African countries' economic growth and sustainable development is being constrained by their capability to adapt to climate change, in particular regarding water availability and distribution. Hydrological processes exhibit a high degree of temporal and spatial variability, and their modelling is affected by issues of nonlinearity of physical processes, conflicting spatial and temporal scales, and uncertainty in parameter estimates. In addition, conventional hydrometeorological data has long suffered from data breaks due to changes in reporting methods and from gaps (missing information), especially in Africa.

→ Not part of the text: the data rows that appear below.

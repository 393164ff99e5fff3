//! Key/value pairs inherited by every descendant of the span they were set on.
//!
//! Baggage travels inside a [`Context`](crate::Context) and, across process
//! boundaries, inside the `tracestate` header. The ids CozeLoop itself
//! propagates are available as [`USER_ID`], [`MESSAGE_ID`] and
//! [`THREAD_ID`].
use std::collections::btree_map::{self, Entry};
use std::collections::BTreeMap;
use std::fmt;
use std::iter::FromIterator;

/// Baggage key of the end user a trace acts for.
pub const USER_ID: &str = "user_id";
/// Baggage key of the chat message a trace handles.
pub const MESSAGE_ID: &str = "message_id";
/// Baggage key of the conversation thread a trace belongs to.
pub const THREAD_ID: &str = "thread_id";

const MAX_KEY_VALUE_PAIRS: usize = 64;
const MAX_LEN_OF_ALL_PAIRS: usize = 8192;

// https://datatracker.ietf.org/doc/html/rfc7230#section-3.2.6
const INVALID_ASCII_KEY_CHARS: [u8; 17] = [
    b'(', b')', b',', b'/', b':', b';', b'<', b'=', b'>', b'?', b'@', b'[', b'\\', b']', b'{',
    b'}', b'"',
];

/// An ordered set of name/value pairs.
///
/// ### Names
///
/// * ASCII strings according to the token format, defined in [RFC2616, Section 2.2]
///
/// ### Values
///
/// * UTF-8 strings. They are percent-encoded when written to a carrier.
///
/// ### Limits
///
/// * Maximum number of name/value pairs: `64`.
/// * Maximum total length of all name/value pairs: `8192`.
///
/// Inserts that would break a limit, or that use an invalid name, are
/// ignored.
///
/// [RFC2616, Section 2.2]: https://tools.ietf.org/html/rfc2616#section-2.2
#[derive(Clone, Default, PartialEq, Eq)]
pub struct Baggage {
    inner: BTreeMap<String, String>,
    kv_content_len: usize,
}

impl Baggage {
    /// Creates an empty `Baggage`.
    pub fn new() -> Self {
        Baggage::default()
    }

    /// Returns the value associated with a given name
    ///
    /// # Examples
    ///
    /// ```
    /// use cozeloop::baggage::Baggage;
    ///
    /// let mut baggage = Baggage::new();
    /// let _ = baggage.insert("thread_id", "t-9");
    ///
    /// assert_eq!(baggage.get("thread_id"), Some("t-9"))
    /// ```
    pub fn get<K: AsRef<str>>(&self, key: K) -> Option<&str> {
        self.inner.get(key.as_ref()).map(String::as_str)
    }

    /// Inserts a name/value pair into the baggage.
    ///
    /// If the name was not present, [`None`] is returned. If the name was
    /// present, the value is updated and the old value is returned. Pairs
    /// rejected by the limits leave the baggage untouched and return [`None`].
    pub fn insert<K, V>(&mut self, key: K, value: V) -> Option<String>
    where
        K: Into<String>,
        V: Into<String>,
    {
        let (key, value) = (key.into(), value.into());
        let entries_count = self.inner.len();
        match self.inner.entry(key) {
            Entry::Occupied(mut occupied_entry) => {
                let entry_content_len = occupied_entry.key().len() + value.len();
                let prev_content_len = occupied_entry.key().len() + occupied_entry.get().len();
                let new_content_len = self.kv_content_len + entry_content_len - prev_content_len;
                if new_content_len > MAX_LEN_OF_ALL_PAIRS {
                    return None;
                }
                self.kv_content_len = new_content_len;
                Some(occupied_entry.insert(value))
            }
            Entry::Vacant(vacant_entry) => {
                if !Self::is_key_valid(vacant_entry.key().as_bytes()) {
                    return None;
                }
                if entries_count == MAX_KEY_VALUE_PAIRS {
                    return None;
                }
                let new_content_len = self.kv_content_len + vacant_entry.key().len() + value.len();
                if new_content_len > MAX_LEN_OF_ALL_PAIRS {
                    return None;
                }
                self.kv_content_len = new_content_len;
                vacant_entry.insert(value);
                None
            }
        }
    }

    /// Removes a name from the baggage, returning the value
    /// corresponding to the name if the pair was previously in the map.
    pub fn remove<K: AsRef<str>>(&mut self, key: K) -> Option<String> {
        let removed = self.inner.remove_entry(key.as_ref());
        if let Some((k, v)) = &removed {
            self.kv_content_len -= k.len() + v.len();
        }
        removed.map(|(_, v)| v)
    }

    /// Returns the number of pairs in this baggage
    pub fn len(&self) -> usize {
        self.inner.len()
    }

    /// Returns `true` if the baggage contains no items.
    pub fn is_empty(&self) -> bool {
        self.inner.is_empty()
    }

    /// Gets an iterator over the baggage items, ordered by name.
    pub fn iter(&self) -> Iter<'_> {
        Iter(self.inner.iter())
    }

    fn is_key_valid(key: &[u8]) -> bool {
        !key.is_empty()
            && key
                .iter()
                .all(|b| b.is_ascii_graphic() && !INVALID_ASCII_KEY_CHARS.contains(b))
    }
}

impl fmt::Debug for Baggage {
    fn fmt(&self, f: &mut fmt::Formatter<'_>) -> fmt::Result {
        f.debug_map().entries(self.inner.iter()).finish()
    }
}

/// An iterator over the entries of a [`Baggage`].
#[derive(Debug)]
pub struct Iter<'a>(btree_map::Iter<'a, String, String>);

impl<'a> Iterator for Iter<'a> {
    type Item = (&'a str, &'a str);

    fn next(&mut self) -> Option<Self::Item> {
        self.0.next().map(|(k, v)| (k.as_str(), v.as_str()))
    }
}

impl<'a> IntoIterator for &'a Baggage {
    type Item = (&'a str, &'a str);
    type IntoIter = Iter<'a>;

    fn into_iter(self) -> Self::IntoIter {
        self.iter()
    }
}

impl<K, V> FromIterator<(K, V)> for Baggage
where
    K: Into<String>,
    V: Into<String>,
{
    fn from_iter<I: IntoIterator<Item = (K, V)>>(iter: I) -> Self {
        let mut baggage = Baggage::default();
        for (key, value) in iter.into_iter() {
            baggage.insert(key, value);
        }
        baggage
    }
}

impl<K, V> Extend<(K, V)> for Baggage
where
    K: Into<String>,
    V: Into<String>,
{
    fn extend<I: IntoIterator<Item = (K, V)>>(&mut self, iter: I) {
        for (key, value) in iter {
            self.insert(key, value);
        }
    }
}

#[cfg(test)]
mod tests {
    use super::*;

    #[test]
    fn insert_non_reserved_ascii_keys() {
        let mut baggage = Baggage::new();
        assert_eq!(baggage.insert(USER_ID, "u-1"), None);
        assert_eq!(baggage.insert("bad key", "v"), None);
        assert_eq!(baggage.insert("bad=key", "v"), None);
        assert_eq!(baggage.len(), 1);
        assert_eq!(baggage.insert(USER_ID, "u-2"), Some("u-1".to_string()));
        assert_eq!(baggage.get(USER_ID), Some("u-2"));
    }

    #[test]
    fn insert_too_much_baggage() {
        let over_limit = MAX_KEY_VALUE_PAIRS + 1;
        let baggage = (0..over_limit)
            .map(|i| (format!("key{i}"), format!("value{i}")))
            .collect::<Baggage>();
        assert_eq!(baggage.len(), MAX_KEY_VALUE_PAIRS)
    }

    #[test]
    fn insert_pairs_length_exceed() {
        let big = "x".repeat(MAX_LEN_OF_ALL_PAIRS / 3);
        let baggage = ["a", "b", "c", "d"]
            .into_iter()
            .map(|k| (k, big.clone()))
            .collect::<Baggage>();
        assert_eq!(baggage.len(), 2)
    }

    #[test]
    fn remove_releases_budget() {
        let big = "x".repeat(MAX_LEN_OF_ALL_PAIRS - 1);
        let mut baggage = Baggage::new();
        baggage.insert("a", big.clone());
        assert_eq!(baggage.insert("b", "y"), None);
        assert_eq!(baggage.get("b"), None);
        assert_eq!(baggage.remove("a"), Some(big));
        baggage.insert("b", "y");
        assert_eq!(baggage.get("b"), Some("y"));
    }

    #[test]
    fn iterates_in_key_order() {
        let baggage: Baggage = [(THREAD_ID, "t"), (MESSAGE_ID, "m"), (USER_ID, "u")]
            .into_iter()
            .collect();
        let keys: Vec<_> = baggage.iter().map(|(k, _)| k).collect();
        assert_eq!(keys, vec![MESSAGE_ID, THREAD_ID, USER_ID]);
    }
}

This study focuses on modelling the impact of climate change and variability on the long-term distribution of water-balance components in East Africa through the evaluation of historical patterns and future projections.

The methodology uses an integrated Soil and Water Assessment Tool (SWAT) with a machine learning model to examine historical data, to capture nonlinear hydrological patterns, and to generate accurate projections. The modelling analysis is partitioned into two phases: (1) a land-phase module, where SWAT simulates processes from the event of raindrops onto the land surface to the stream, and (2) a climate-phase module, where Regional Climate Models (RCMs) will be used to produce time series for a set of climatic variables under different scenarios. Machine learning algorithms that closely align with RCM will be used to impact assessments on water resources. Based on this, we aim to predict the impact of drought related to the water resources for sustainable agricultural production potential across the region.

At the EGU General Assembly, we will present the spatio-temporal variability of seasonal water balance in East Africa, and the modelling framework for climate change projection and drought prediction.

 

Acknowledgments:  This research is supported by Eni S.p.A. through the Eni Award “Debut in Research: Young Talents from Africa”. We thank our company tutors Alessandro Nardella and Alessandra Bertoli for their invaluable guidance and technical expertise.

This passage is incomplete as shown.